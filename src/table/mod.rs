// This Source Code Form is subject to the terms of the Mozilla Public
// License, v. 2.0. If a copy of the MPL was not distributed with this
// file, You can obtain one at http://mozilla.org/MPL/2.0/.

//! The flat text table that fit data is persisted in.
//!
//! Each line is one (date, band) observation:
//!
//! ```text
//! date,band,freq,major,minor[,ra,ra_err,dec,dec_err,flux,flux_err,is_main]...
//! ```
//!
//! with the seven source fields repeated once per source, in order. Dates look
//! like `27Jun1999`, angles are sexagesimal with `:` separators and fluxes are
//! decimal mJy. Absent values are empty fields. There is no quoting, so no
//! field may contain a comma.

mod error;
mod read;
mod write;

pub use error::*;
pub use read::read_fit_table;
pub use write::write_fit_table;

use std::fs::File;
use std::io::BufReader;
use std::path::Path;

use log::{debug, info};

use crate::types::FitTable;

/// The separator between fields.
pub(crate) const SEPARATOR: char = ',';

/// date, band, freq, major, minor
pub(crate) const NUM_FIXED_FIELDS: usize = 5;

/// ra, ra_err, dec, dec_err, flux, flux_err, is_main
pub(crate) const NUM_SOURCE_FIELDS: usize = 7;

impl FitTable {
    /// Read a fit table from a file.
    pub fn read_file<P: AsRef<Path>>(path: P) -> Result<FitTable, ReadTableError> {
        fn inner(path: &Path) -> Result<FitTable, ReadTableError> {
            debug!("Reading fit table {}", path.display());
            let table = read_fit_table(&mut BufReader::new(File::open(path)?))?;
            debug!(
                "{} has {} entries and {} sources",
                path.display(),
                table.len(),
                table.num_sources()
            );
            Ok(table)
        }
        inner(path.as_ref())
    }

    /// Write this table to a file, replacing whatever was there.
    pub fn write_file<P: AsRef<Path>>(&self, path: P) -> Result<(), WriteTableError> {
        fn inner(table: &FitTable, path: &Path) -> Result<(), WriteTableError> {
            // Encode everything first so a bad table doesn't clobber the file.
            let mut bytes = vec![];
            write_fit_table(&mut bytes, table)?;
            std::fs::write(path, bytes)?;
            info!("Saved {} entries to {}", table.len(), path.display());
            Ok(())
        }
        inner(self, path.as_ref())
    }
}
// This Source Code Form is subject to the terms of the Mozilla Public
// License, v. 2.0. If a copy of the MPL was not distributed with this
// file, You can obtain one at http://mozilla.org/MPL/2.0/.

//! Code for reading the text reports written by the source-fitting tool.
//!
//! Each report file holds one observation; its date and band are encoded in
//! the filename (e.g. `XTEJ1748-288_27Jun1999_Lband_fit.txt`). Inside, every
//! fitted source gets a block of lines starting with "Fit on".

mod block;
mod error;
mod walk;

pub use block::parse_fit_block;
pub use error::ReadReportError;
pub use walk::{
    date_band_from_filename, parse_report, read_report_dir, read_report_file, ReadPolicy,
    ReportDirContents, DATE_FORMAT,
};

::::::::::

Work instruction:
Your task for the entries above: copy exactly the span starting with the line with "pub fn read_file<P: AsRef<Path>>(path: P)" and going on through the line with "pub fn write_file<P: AsRef<Path>>(&self, path: P)", both lines included, and nothing else.

Answer below:
    pub fn read_file<P: AsRef<Path>>(path: P) -> Result<FitTable, ReadTableError> {
        fn inner(path: &Path) -> Result<FitTable, ReadTableError> {
            debug!("Reading fit table {}", path.display());
            let table = read_fit_table(&mut BufReader::new(File::open(path)?))?;
            debug!(
                "{} has {} entries and {} sources",
                path.display(),
                table.len(),
                table.num_sources()
            );
            Ok(table)
        }
        inner(path.as_ref())
    }

    /// Write this table to a file, replacing whatever was there.
    pub fn write_file<P: AsRef<Path>>(&self, path: P) -> Result<(), WriteTableError> {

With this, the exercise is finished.